Indian carmakers, battered by two years of slowing sales, hope the resounding election victory by India's new leader will spur replacement of the country's complex array of duties with a simple goods and services tax (GST).
Investors, too, are rooting for this and many other reforms from Prime Minister Narendra Modi's government. Enacting a GST faces significant hurdles - including approval by Rajya Sabha, where the Bharatiya Janata Party (BJP) lacks a majority. But Modi favours GST and the Congress party has promised to support the measure even when in the opposition.
Tax greatly drives up the cost of buying a car in India. By the time a new Maruti Suzuki SX4 sedan is driven out of a showroom, the buyer has paid taxes that equal about 50 per cent of the vehicle's basic price.
The burden can include a tax for moving the car across state lines from the north India factory where it was built.
Indian investors and manufacturers have long coveted GST as a game-changer that would simplify and often lower taxes, broaden collection and spark spending, adding as much as 2 percentage points of growth to Asia's third-largest economy.
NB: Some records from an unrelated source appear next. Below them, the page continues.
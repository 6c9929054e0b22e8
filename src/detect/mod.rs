pub mod backend;
pub mod backends;
pub mod preprocess;
mod result;

pub use backend::{
    FaceDetector, FaceEmbedder, ObjectDetector, DEFAULT_DETECTOR_INPUT, DEFAULT_EMBEDDER_INPUT,
    EMBEDDING_DIM,
};
pub use result::{BoundingBox, Detection, ObjectDetectionResult, RecognitionResult, UNKNOWN_LABEL};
"Indian taxation is always a very complex system," says Ajay Seth, chief financial officer of Maruti Suzuki India Ltd. "I think (GST) will be a significant help."
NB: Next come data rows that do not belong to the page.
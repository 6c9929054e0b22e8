pub mod stub;

#[cfg(feature = "backend-tract")]
pub mod tract;

pub use stub::{FullFrameFaceDetector, StubFaceDetector, StubFaceEmbedder, StubObjectDetector};

#[cfg(feature = "backend-tract")]
pub use tract::{TractFaceEmbedder, TractObjectDetector};
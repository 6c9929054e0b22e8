use anyhow::{anyhow, Result};
use std::panic::{self, AssertUnwindSafe};
use std::sync::mpsc::{self, Sender};
use std::sync::Mutex;
use std::thread::{self, JoinHandle};

use super::completion::{completion, Completion};
use crate::error::PipelineError;

type Job<M> = Box<dyn FnOnce(Result<&mut M, PipelineError>) + Send>;

/// Dedicated serial thread owning one model instance.
///
/// The model is built on the worker thread by the loader, so it never crosses
/// threads and need not be `Send`. Jobs run one at a time in submission
/// order. If the loader fails, every job is answered with `ModelLoad`.
pub struct ModelWorker<M> {
    name: String,
    tx: Mutex<Option<Sender<Job<M>>>>,
    join: Mutex<Option<JoinHandle<()>>>,
}

impl<M: 'static> ModelWorker<M> {
    pub fn spawn<F>(name: &str, loader: F) -> Result<Self>
    where
        F: FnOnce() -> Result<M> + Send + 'static,
    {
        let (tx, rx) = mpsc::channel::<Job<M>>();
        let model_name = name.to_string();
        let join = thread::Builder::new()
            .name(format!("model-{}", name))
            .spawn(move || {
                let mut state = match loader() {
                    Ok(model) => {
                        log::info!("model '{}' loaded", model_name);
                        Ok(model)
                    }
                    Err(e) => {
                        log::error!("model '{}' failed to load: {:#}", model_name, e);
                        Err(PipelineError::ModelLoad {
                            model: model_name.clone(),
                            reason: format!("{:#}", e),
                        })
                    }
                };
                for job in rx {
                    let outcome = panic::catch_unwind(AssertUnwindSafe(|| match state.as_mut() {
                        Ok(model) => job(Ok(model)),
                        Err(err) => job(Err(err.clone())),
                    }));
                    if outcome.is_err() {
                        log::error!("model '{}' job panicked; job cancelled", model_name);
                    }
                }
                log::debug!("model worker '{}' stopped", model_name);
            })?;
        Ok(Self {
            name: name.to_string(),
            tx: Mutex::new(Some(tx)),
            join: Mutex::new(Some(join)),
        })
    }

    pub fn name(&self) -> &str {
        &self.name
    }

    /// Queue `task` against the model. After shutdown the returned
    /// completion reports `Cancelled`.
    pub fn submit<T, F>(&self, task: F) -> Completion<T>
    where
        T: Send + 'static,
        F: FnOnce(&mut M) -> Result<T> + Send + 'static,
    {
        let (resolver, pending) = completion();
        let job: Job<M> = Box::new(move |model: Result<&mut M, PipelineError>| match model {
            Ok(model) => resolver.settle(task(model)),
            Err(err) => resolver.fail(err.into()),
        });
        let sent = match self.tx.lock() {
            Ok(tx) => match tx.as_ref() {
                Some(tx) => tx.send(job).is_ok(),
                None => false,
            },
            Err(_) => false,
        };
        if !sent {
            log::debug!("model worker '{}' is stopped; job cancelled", self.name);
        }
        pending
    }

    /// Stop accepting jobs, drain the queue and join the thread.
    pub fn shutdown(&self) -> Result<()> {
        if let Ok(mut tx) = self.tx.lock() {
            tx.take();
        }
        let join = match self.join.lock() {
            Ok(mut join) => join.take(),
            Err(_) => None,
        };
        if let Some(join) = join {
            join.join()
                .map_err(|_| anyhow!("model worker '{}' thread panicked", self.name))?;
        }
        Ok(())
    }
}

impl<M> Drop for ModelWorker<M> {
    fn drop(&mut self) {
        if let Ok(tx) = self.tx.get_mut() {
            tx.take();
        }
        if let Ok(join) = self.join.get_mut() {
            if let Some(join) = join.take() {
                let _ = join.join();
            }
        }
    }
}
India's Byzantine taxation system and inconsistent collection pushes up costs and deprives the government of revenue.
In an indication of how tax collection is a headache, a recent World Bank survey on ease of doing business in 189 countries ranked India 158th for paying taxes - behind war-torn Afghanistan and neighbouring Bangladesh.
V.S. Parthasarathy, chief financial officer at Mahindra and Mahindra, India's largest sport utility vehicle maker, says that if overall rates come down under GST, this would be "a demand booster and it also allows for transparency".
WANTED: SIGNIFICANT REFORM
In India, a typical car buyer ends up paying 26-30 percent of a vehicle's retail price as tax, compared with 16-20 percent in South Korea and Germany, according to ratings agency Crisil.
In Japan, home of Maruti Suzuki's parent, Suzuki Motor Corp, customers pay up to about 11 percent tax on vehicle purchases, which includes the country's 8 percent sales tax and excludes annual ownership levies.
"The whole taxation system in India needs a very significant reform," said Sugato Sen, deputy director general of the Society of Indian Automobile Manufacturers.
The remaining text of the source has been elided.